No information on adjudication methods (e.g., 2+1, 3+1, none) is provided.

5. Multi-Reader Multi-Case (MRMC) Comparative Effectiveness Study:

The document does not mention any MRMC study or the effect size of human readers improving with AI assistance. It focuses on the device's standalone capabilities and its intended use for navigation support.

6. Standalone (Algorithm Only) Performance:

The document states that "EP navigator image software processing algorithms are executed on a PC based hardware platform," and its functions involve "segment previously acquired DICOM 3D CT or other image data," "superimpose the segmented 3D CT or other dataset on a live fluoroscopic X-ray image," and "register the segmented 3D CT or other data with live fluoroscopic X-ray images."

This strongly implies that the algorithm has standalone performance for these image processing and registration tasks. However, the document does not explicitly present a dedicated standalone performance study with specific metrics, but rather refers to "non-clinical verification and validation tests performed relative to the requirement specifications."

7. Type of Ground Truth Used:

While "clinical evaluation" and "non-clinical verification and validation tests" are mentioned, the specific type of ground truth used (e.g., expert consensus, pathology, outcomes data) for validating the device's performance is not detailed.

8. Sample Size for the Training Set:

The document does not provide any information regarding a training set or its sample size. Given that it is an "image software processing algorithm," it likely involves some form of training or calibration, but this is not discussed in the summary.

9. How the Ground Truth for the Training Set Was Established:

As no training set information is provided, there is no description of how ground truth for a training set was established.

In summary:

The 510(k) Summary focuses on demonstrating substantial equivalence to predicate devices based on intended use, technological characteristics, and safety risks. It indicates that clinical evaluation and non-clinical verification/validation were performed, but it lacks the specific quantitative details about acceptance criteria, detailed study designs (test set size, provenance, expert involvement, adjudication), and training set information that you've requested. This level of detail is typically found in the full submission referenced by the summary, not in the summary itself.

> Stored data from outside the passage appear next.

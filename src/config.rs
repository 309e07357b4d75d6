//! Runner configuration.
//!
//! Loaded from TOML; every field has a default so an absent or partial file
//! is valid. Without an explicit path the runner looks for
//! `<config dir>/script-runner/config.toml`.

use crate::{Result, RunnerError};
use anyhow::Context;
use serde::{Deserialize, Serialize};
use std::path::{Path, PathBuf};
use std::time::Duration;
use tracing::{debug, info};

#[derive(Debug, Clone, PartialEq, Serialize, Deserialize)]
#[serde(default)]
pub struct RunnerConfig {
    /// Seconds slept after every statement.
    pub line_delay: f64,
    pub pause_on_error: bool,
    pub continue_after_error: bool,
    /// Watch telemetry limits while a script runs.
    pub monitor_limits: bool,
    /// Pause the running script when a limit turns red.
    pub pause_on_red: bool,
    pub stdout_max_lines: usize,
    /// Seconds of output inactivity before the idle flush.
    pub output_idle_flush: f64,
    pub script_root: Option<PathBuf>,
    pub log_dir: Option<PathBuf>,
    /// Environment variables forwarded to spawned runs.
    pub forward_env: Vec<String>,
}

impl Default for RunnerConfig {
    fn default() -> Self {
        Self {
            line_delay: 0.1,
            pause_on_error: true,
            continue_after_error: true,
            monitor_limits: false,
            pause_on_red: false,
            stdout_max_lines: 1000,
            output_idle_flush: 5.0,
            script_root: None,
            log_dir: None,
            forward_env: vec![
                "SCRIPT_API_USER".to_string(),
                "SCRIPT_API_PASSWORD".to_string(),
                "SCRIPT_API_TOKEN".to_string(),
            ],
        }
    }
}

impl RunnerConfig {
    /// Default location of the configuration file.
    pub fn default_path() -> Option<PathBuf> {
        dirs::config_dir().map(|dir| dir.join("script-runner").join("config.toml"))
    }

    /// Load from `path`, or from the default location when it exists.
    pub fn load(path: Option<&Path>) -> Result<Self> {
        let path = match path {
            Some(path) => path.to_path_buf(),
            None => match Self::default_path() {
                Some(path) if path.exists() => path,
                _ => {
                    debug!("No configuration file, using defaults");
                    return Ok(Self::default());
                }
            },
        };
        let text = std::fs::read_to_string(&path)
            .with_context(|| format!("Failed to read config file {}", path.display()))?;
        let config = Self::from_toml(&text)?;
        info!("Loaded configuration from {}", path.display());
        Ok(config)
    }

    pub fn from_toml(text: &str) -> Result<Self> {
        let config: Self =
            toml::from_str(text).map_err(|e| RunnerError::Config(e.to_string()))?;
        config.validate()?;
        Ok(config)
    }

    fn validate(&self) -> Result<()> {
        if !self.line_delay.is_finite() || self.line_delay < 0.0 {
            return Err(RunnerError::Config(format!(
                "line_delay must be a non-negative number of seconds, got {}",
                self.line_delay
            ))
            .into());
        }
        if !self.output_idle_flush.is_finite() || self.output_idle_flush <= 0.0 {
            return Err(RunnerError::Config(format!(
                "output_idle_flush must be positive, got {}",
                self.output_idle_flush
            ))
            .into());
        }
        if self.stdout_max_lines == 0 {
            return Err(RunnerError::Config("stdout_max_lines must be at least 1".into()).into());
        }
        Ok(())
    }

    pub fn line_delay(&self) -> Duration {
        Duration::from_secs_f64(self.line_delay)
    }

    pub fn output_idle_flush(&self) -> Duration {
        Duration::from_secs_f64(self.output_idle_flush)
    }
}

/// Per-run options, as named by the operator when starting a run.
#[derive(Debug, Clone, Default, PartialEq, Eq, Serialize, Deserialize)]
pub struct RunSettings {
    pub manual: bool,
    pub pause_on_error: Option<bool>,
    pub continue_after_error: Option<bool>,
    pub loop_: bool,
    pub break_loop_on_error: bool,
}

impl RunSettings {
    /// Parse option words such as `pauseOnError` or `abortAfterError`.
    pub fn from_options<S: AsRef<str>>(options: &[S]) -> Result<Self> {
        let mut settings = Self::default();
        for option in options {
            match option.as_ref().trim() {
                "" => {}
                "manual" => settings.manual = true,
                "pauseOnError" => settings.pause_on_error = Some(true),
                "continueAfterError" => settings.continue_after_error = Some(true),
                "abortAfterError" => settings.continue_after_error = Some(false),
                "loop" => settings.loop_ = true,
                "breakLoopOnError" => settings.break_loop_on_error = true,
                other => {
                    return Err(RunnerError::Config(format!("Unknown run option: {}", other)).into())
                }
            }
        }
        Ok(settings)
    }

    /// Option words in their wire spelling, for reports.
    pub fn to_options(&self) -> Vec<&'static str> {
        let mut options = Vec::new();
        if self.manual {
            options.push("manual");
        }
        if self.pause_on_error == Some(true) {
            options.push("pauseOnError");
        }
        match self.continue_after_error {
            Some(true) => options.push("continueAfterError"),
            Some(false) => options.push("abortAfterError"),
            None => {}
        }
        if self.loop_ {
            options.push("loop");
        }
        if self.break_loop_on_error {
            options.push("breakLoopOnError");
        }
        options
    }
}
//! Run control primitives: latches, run states, breakpoints and the file
//! call stack.

pub mod breakpoint;
pub mod call_stack;
pub mod control;
pub mod state;

pub use breakpoint::{Breakpoint, BreakpointManager};
pub use call_stack::{CallStack, FileSwitch};
pub use control::{ControlFlags, Latch, POLL_INTERVAL};
pub use state::ScriptState;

§ 892.2050 Medical image management and processing system.

(a)
Identification. A medical image management and processing system is a device that provides one or more capabilities relating to the review and digital processing of medical images for the purposes of interpretation by a trained practitioner of disease detection, diagnosis, or patient management. The software components may provide advanced or complex image processing functions for image manipulation, enhancement, or quantification that are intended for use in the interpretation and analysis of medical images. Advanced image manipulation functions may include image segmentation, multimodality image registration, or 3D visualization. Complex quantitative functions may include semi-automated measurements or time-series measurements.(b)
Classification. Class II (special controls; voluntary standards—Digital Imaging and Communications in Medicine (DICOM) Std., Joint Photographic Experts Group (JPEG) Std., Society of Motion Picture and Television Engineers (SMPTE) Test Pattern).